Thursday, June 25, 2020

That Old Book Smell (parody post)

Recent discussions of remote, online teaching of classes in Special Collections have brought attention to the thrill associated with getting an up-close close and tactile experience of old books and manuscripts. This is regrettably a lack that we will have to accept and find work-arounds for in this Brave New World of a global pandemic. And it's not just the books that we will miss handling, since our Special Collections has in recent years pushed also in the direction of adding craft related "text technologies" that speak to the various facets of meaning that can be derived from the manufacture and decoration of old media. In-person visits to Special Collections have become a sought after feast for the eyes, for touch, and also (we are frequently told) for the nose.

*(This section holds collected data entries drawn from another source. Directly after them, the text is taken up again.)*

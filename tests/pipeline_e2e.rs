use async_trait::async_trait;
use futures_util::StreamExt;
use rustyrag::embedding::{EmbeddingClient, EmbeddingClientError, HashEmbeddingClient};
use rustyrag::gateway::{BreakerSettings, BreakerState, Gateways, RetryPolicy, SystemClock};
use rustyrag::pipeline::{
    ErrorKind, IngestRequest, JobId, JobProgress, PipelineDeps, PipelineSettings, ProgressEvent,
    Stage,
};
use rustyrag::search::{SearchError, SearchQuery, SearchSettings};
use rustyrag::service::{PipelineApi, PipelineService};
use rustyrag::storage::FsObjectStore;
use rustyrag::vector::MemoryVectorStore;
use std::collections::HashSet;
use std::sync::Arc;
use std::time::Duration;
use tempfile::TempDir;

const COLLECTION: &str = "docs_e2e_16";
const DIMENSION: usize = 16;

struct Harness {
    dir: TempDir,
    store: Arc<MemoryVectorStore>,
    service: PipelineService,
}

impl Harness {
    async fn new(embedder: Arc<dyn EmbeddingClient>) -> Self {
        let breaker = BreakerSettings {
            failure_threshold: 2,
            window: Duration::from_secs(60),
            cooldown: Duration::from_secs(60),
            half_open_trials: 1,
        };
        let stage_retry = RetryPolicy {
            max_attempts: 2,
            base_delay: Duration::from_millis(1),
            max_delay: Duration::from_millis(2),
        };
        Self::with_policies(embedder, breaker, RetryPolicy::none(), stage_retry).await
    }

    async fn with_policies(
        embedder: Arc<dyn EmbeddingClient>,
        breaker: BreakerSettings,
        call_retry: RetryPolicy,
        stage_retry: RetryPolicy,
    ) -> Self {
        let dir = tempfile::tempdir().expect("tempdir");
        for bucket in ["raw", "archive"] {
            std::fs::create_dir_all(dir.path().join(bucket).join("docs")).expect("mkdir");
        }
        let store = Arc::new(MemoryVectorStore::new());

        let deps = PipelineDeps {
            object_store: Arc::new(FsObjectStore::new(dir.path())),
            embedder,
            vector_store: store.clone(),
            gateways: Gateways::new(
                breaker,
                call_retry,
                Duration::from_secs(5),
                Arc::new(SystemClock::new()),
            ),
        };
        let mut pipeline = PipelineSettings::new(COLLECTION, DIMENSION);
        pipeline.chunking.max_bytes = 40;
        pipeline.chunking.overlap_bytes = 0;
        pipeline.embed_batch_size = 2;
        pipeline.stage_retry = stage_retry;
        let mut search = SearchSettings::new(COLLECTION, DIMENSION);
        search.max_top_k = 20;

        let service = PipelineService::from_parts(deps, pipeline, search)
            .await
            .expect("service");
        Self {
            dir,
            store,
            service,
        }
    }

    fn write(&self, document_id: &str, contents: &str) {
        self.write_to("raw", document_id, contents);
    }

    fn write_to(&self, bucket: &str, document_id: &str, contents: &str) {
        let path = self.dir.path().join(bucket).join("docs").join(document_id);
        std::fs::write(path, contents).expect("write document");
    }

    async fn ingest(&self, document_id: &str, tags: &[&str]) -> JobProgress {
        self.ingest_request(request(document_id, tags)).await
    }

    async fn ingest_request(&self, request: IngestRequest) -> JobProgress {
        let job_id = self.service.start_ingest(request).expect("start");
        self.finish(&job_id).await
    }

    async fn finish(&self, job_id: &JobId) -> JobProgress {
        let mut events = self.service.stream_progress(job_id).expect("stream");
        let mut last = None;
        while let Some(event) = events.next().await {
            if let ProgressEvent::Progress(progress) = event {
                last = Some(progress);
            }
        }
        last.expect("terminal progress")
    }
}

fn request(document_id: &str, tags: &[&str]) -> IngestRequest {
    scoped_request("acme", "raw", document_id, tags)
}

fn scoped_request(tenant_id: &str, bucket: &str, document_id: &str, tags: &[&str]) -> IngestRequest {
    IngestRequest {
        tenant_id: tenant_id.into(),
        source_id: "upload".into(),
        bucket: bucket.into(),
        key: format!("docs/{document_id}"),
        overwrite: false,
        tags: tags.iter().map(|tag| tag.to_string()).collect(),
    }
}

const LONG_TEXT: &str = "Rust ownership keeps memory safe. Borrowing lets code read data without moving it. \
Lifetimes describe how long references stay valid. Traits define shared behavior across types. \
Async functions return futures that an executor drives.";

#[tokio::test]
async fn job_passes_every_stage_in_order() {
    let harness = Harness::new(Arc::new(HashEmbeddingClient::new(DIMENSION))).await;
    harness.write("guide.md", LONG_TEXT);

    let job_id = harness
        .service
        .start_ingest(request("guide.md", &["rust"]))
        .expect("start");
    let stages: Vec<Stage> = harness
        .service
        .stream_progress(&job_id)
        .expect("stream")
        .filter_map(|event| async move {
            match event {
                ProgressEvent::Progress(progress) => Some(progress.stage),
                ProgressEvent::Heartbeat { .. } => None,
            }
        })
        .collect()
        .await;

    assert_eq!(
        stages,
        vec![
            Stage::Queued,
            Stage::Normalizing,
            Stage::Chunking,
            Stage::Embedding,
            Stage::Indexing,
            Stage::Completed,
        ]
    );
    let progress = harness.service.job_progress(&job_id).expect("progress");
    assert!(progress.chunks_total > 1);
    assert_eq!(progress.chunks_total, progress.vectors_total);
    assert_eq!(
        harness.store.document_entry_count(COLLECTION, "guide.md"),
        progress.chunks_total
    );

    let report = harness.service.metrics_report();
    assert_eq!(report.counters.jobs_completed, 1);
    assert_eq!(report.counters.chunks_indexed, progress.chunks_total as u64);
}

#[tokio::test]
async fn reingestion_is_idempotent_and_prunes_stale_chunks() {
    let harness = Harness::new(Arc::new(HashEmbeddingClient::new(DIMENSION))).await;
    harness.write("guide.md", LONG_TEXT);

    let first = harness.ingest("guide.md", &[]).await;
    let second = harness.ingest("guide.md", &[]).await;
    assert_eq!(first.stage, Stage::Completed);
    assert_eq!(second.stage, Stage::Completed);
    assert_ne!(first.job_id, second.job_id);
    assert_eq!(
        harness.store.document_entry_count(COLLECTION, "guide.md"),
        first.chunks_total
    );

    harness.write("guide.md", "Short now.");
    let shrunk = harness.ingest("guide.md", &[]).await;
    assert_eq!(shrunk.chunks_total, 1);
    assert_eq!(harness.store.document_entry_count(COLLECTION, "guide.md"), 1);
}

#[tokio::test]
async fn same_document_id_across_tenants_and_buckets_stays_separate() {
    let harness = Harness::new(Arc::new(HashEmbeddingClient::new(DIMENSION))).await;
    harness.write("guide.md", LONG_TEXT);
    harness.write_to("archive", "guide.md", LONG_TEXT);

    let acme = harness.ingest("guide.md", &[]).await;
    let globex = harness
        .ingest_request(scoped_request("globex", "raw", "guide.md", &[]))
        .await;
    let archived = harness
        .ingest_request(scoped_request("acme", "archive", "guide.md", &[]))
        .await;
    for progress in [&acme, &globex, &archived] {
        assert_eq!(progress.stage, Stage::Completed);
    }
    let n = acme.chunks_total;
    assert_eq!(harness.store.document_entry_count(COLLECTION, "guide.md"), 3 * n);

    harness.write("guide.md", "Short now.");
    let shrunk = harness.ingest("guide.md", &[]).await;
    assert_eq!(shrunk.chunks_total, 1);
    assert_eq!(
        harness.store.document_entry_count(COLLECTION, "guide.md"),
        1 + 2 * n,
        "pruning one document must not touch another tenant or bucket"
    );

    let page = harness
        .service
        .search(SearchQuery::new("globex", "ownership", 20))
        .await
        .expect("page");
    assert_eq!(page.results.len(), n);
}

#[tokio::test]
async fn dropping_a_progress_stream_leaves_the_job_running() {
    let harness = Harness::new(Arc::new(HashEmbeddingClient::new(DIMENSION))).await;
    harness.write("guide.md", LONG_TEXT);

    let job_id = harness
        .service
        .start_ingest(request("guide.md", &[]))
        .expect("start");
    let mut abandoned = harness.service.stream_progress(&job_id).expect("stream");
    assert!(abandoned.next().await.is_some());
    drop(abandoned);

    assert_eq!(harness.finish(&job_id).await.stage, Stage::Completed);
    let progress = harness.service.job_progress(&job_id).expect("progress");
    assert_eq!(progress.stage, Stage::Completed);
}

#[tokio::test]
async fn concurrent_requests_coalesce_onto_one_job() {
    let harness = Harness::new(Arc::new(HashEmbeddingClient::new(DIMENSION))).await;
    harness.write("guide.md", LONG_TEXT);

    let first = harness
        .service
        .start_ingest(request("guide.md", &[]))
        .expect("start");
    let second = harness
        .service
        .start_ingest(request("guide.md", &[]))
        .expect("start");
    assert_eq!(first, second);
    assert_eq!(harness.finish(&first).await.stage, Stage::Completed);
    assert_eq!(harness.service.metrics_report().counters.jobs_started, 1);
}

#[tokio::test]
async fn paginated_search_is_contiguous_and_terminates() {
    let harness = Harness::new(Arc::new(HashEmbeddingClient::new(DIMENSION))).await;
    harness.write("guide.md", LONG_TEXT);
    harness.write("notes.txt", LONG_TEXT);
    harness.ingest("guide.md", &["Rust", "book"]).await;
    let notes = harness.ingest("notes.txt", &["rust"]).await;
    let total = notes.chunks_total * 2;

    let mut query = SearchQuery::new("acme", "how do references work", 3);
    let mut seen = Vec::new();
    let mut pages = 0;
    loop {
        let page = harness.service.search(query.clone()).await.expect("page");
        assert!(page.results.len() <= 3);
        seen.extend(
            page.results
                .iter()
                .map(|hit| (hit.document_id.clone(), hit.ordinal, hit.score)),
        );
        pages += 1;
        match page.next_cursor {
            Some(cursor) => query.cursor = Some(cursor),
            None => break,
        }
        assert!(pages <= total, "pagination did not terminate");
    }

    assert_eq!(seen.len(), total);
    let unique: HashSet<(String, usize)> = seen
        .iter()
        .map(|(document_id, ordinal, _)| (document_id.clone(), *ordinal))
        .collect();
    assert_eq!(unique.len(), total);
    for pair in seen.windows(2) {
        let (ref doc_a, ord_a, score_a) = pair[0];
        let (ref doc_b, ord_b, score_b) = pair[1];
        assert!(score_a >= score_b);
        if score_a == score_b {
            assert!((ord_a, doc_a) <= (ord_b, doc_b));
        }
    }

    let mut tagged = SearchQuery::new("acme", "ownership", 20);
    tagged.tags = vec!["book".into(), "RUST".into()];
    let page = harness.service.search(tagged).await.expect("page");
    assert!(!page.results.is_empty());
    assert!(page.results.iter().all(|hit| hit.document_id == "guide.md"));

    let mut stale = SearchQuery::new("acme", "something else", 3);
    stale.cursor = harness
        .service
        .search(SearchQuery::new("acme", "ownership", 3))
        .await
        .expect("page")
        .next_cursor;
    assert!(matches!(
        harness.service.search(stale).await,
        Err(SearchError::BadCursor(_))
    ));
}

struct Unavailable;

#[async_trait]
impl EmbeddingClient for Unavailable {
    async fn embed(&self, _texts: Vec<String>) -> Result<Vec<Vec<f32>>, EmbeddingClientError> {
        Err(EmbeddingClientError::Upstream {
            status: 503,
            body: "overloaded".into(),
        })
    }
}

#[tokio::test]
async fn embedding_outage_fails_job_and_opens_breaker() {
    let harness = Harness::new(Arc::new(Unavailable)).await;
    harness.write("guide.md", LONG_TEXT);

    let progress = harness.ingest("guide.md", &[]).await;
    assert_eq!(progress.stage, Stage::Failed);
    let error = progress.last_error.expect("error recorded");
    assert_eq!(error.kind, ErrorKind::Upstream);
    assert!(error.message.contains("503"));
    assert_eq!(harness.store.document_entry_count(COLLECTION, "guide.md"), 0);

    let report = harness.service.metrics_report();
    assert_eq!(report.counters.jobs_failed, 1);
    let embedding = report
        .breakers
        .iter()
        .find(|breaker| breaker.service == "embedding")
        .expect("embedding breaker");
    assert_eq!(embedding.state, BreakerState::Open);

    assert!(matches!(
        harness.service.search(SearchQuery::new("acme", "anything", 3)).await,
        Err(SearchError::Unavailable { service }) if service == "embedding"
    ));
}

#[tokio::test]
async fn outage_under_default_policies_reports_the_upstream_failure() {
    let call_retry = RetryPolicy {
        max_attempts: 2,
        ..RetryPolicy::default()
    };
    let harness = Harness::with_policies(
        Arc::new(Unavailable),
        BreakerSettings::default(),
        call_retry,
        RetryPolicy::default(),
    )
    .await;
    harness.write("guide.md", LONG_TEXT);

    let progress = harness.ingest("guide.md", &[]).await;
    assert_eq!(progress.stage, Stage::Failed);
    let error = progress.last_error.expect("error recorded");
    assert_eq!(error.kind, ErrorKind::Upstream, "{}", error.message);
    assert!(error.message.contains("503"));

    let embedding = harness
        .service
        .metrics_report()
        .breakers
        .into_iter()
        .find(|breaker| breaker.service == "embedding")
        .expect("embedding breaker");
    assert_eq!(embedding.state, BreakerState::Open);
}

In an attempt to engage the sense of smell of remote students, Special Collections is now considering the creation of a distributable class set of scratch-and-sniff patches that will allow students an olfactory experience of accumulated centuries of reading. Fragrances include: oiled leather; pipe tobacco; charcoal brazier; incense; eau de toilette; oil lamp; musty garret, farm livestock, litter box, and basement flood.  
“This is one of those things that has been missing from the digital experience” said Special Collections Librarian Madam Pince. “We want students to be able to engage with our holdings directly and not through a screen. We need to allow students to encounter literature the way it was in past times. For example a recent class on Emily Dickinson was encourages to take notes on small pieces of paper taken from torn envelopes. For too long Special Collections has been held back by a public fear of petting, sniffing, licking, and chewing our holdings. And besides, everyone knows that what’s really driving interest in the History of the Book is nostalgia for that old book smell.”
A recent student essay on the secret scents within a cookbook concluded that the 19th-century owner either had an overwhelming preference for garlic, or poisoned her husband with arsenic. Although a class presentation demonstration did result in several hospitalizations, the project did manage to turn a few heads in the College's administration. “This acquisition takes the collection in an exciting new direction” claimed Professor Snape, a member of Oberlin College’s Potions Department. “We hope that – after spending some time with the various odors in the Rare Book vault, students will be inspired to create their own scents in the Potions Lab, perhaps bringing the impact of fragrance to term papers on the Great Fire of London, the Black Death, or vermiculture. The possibilities are really endless.”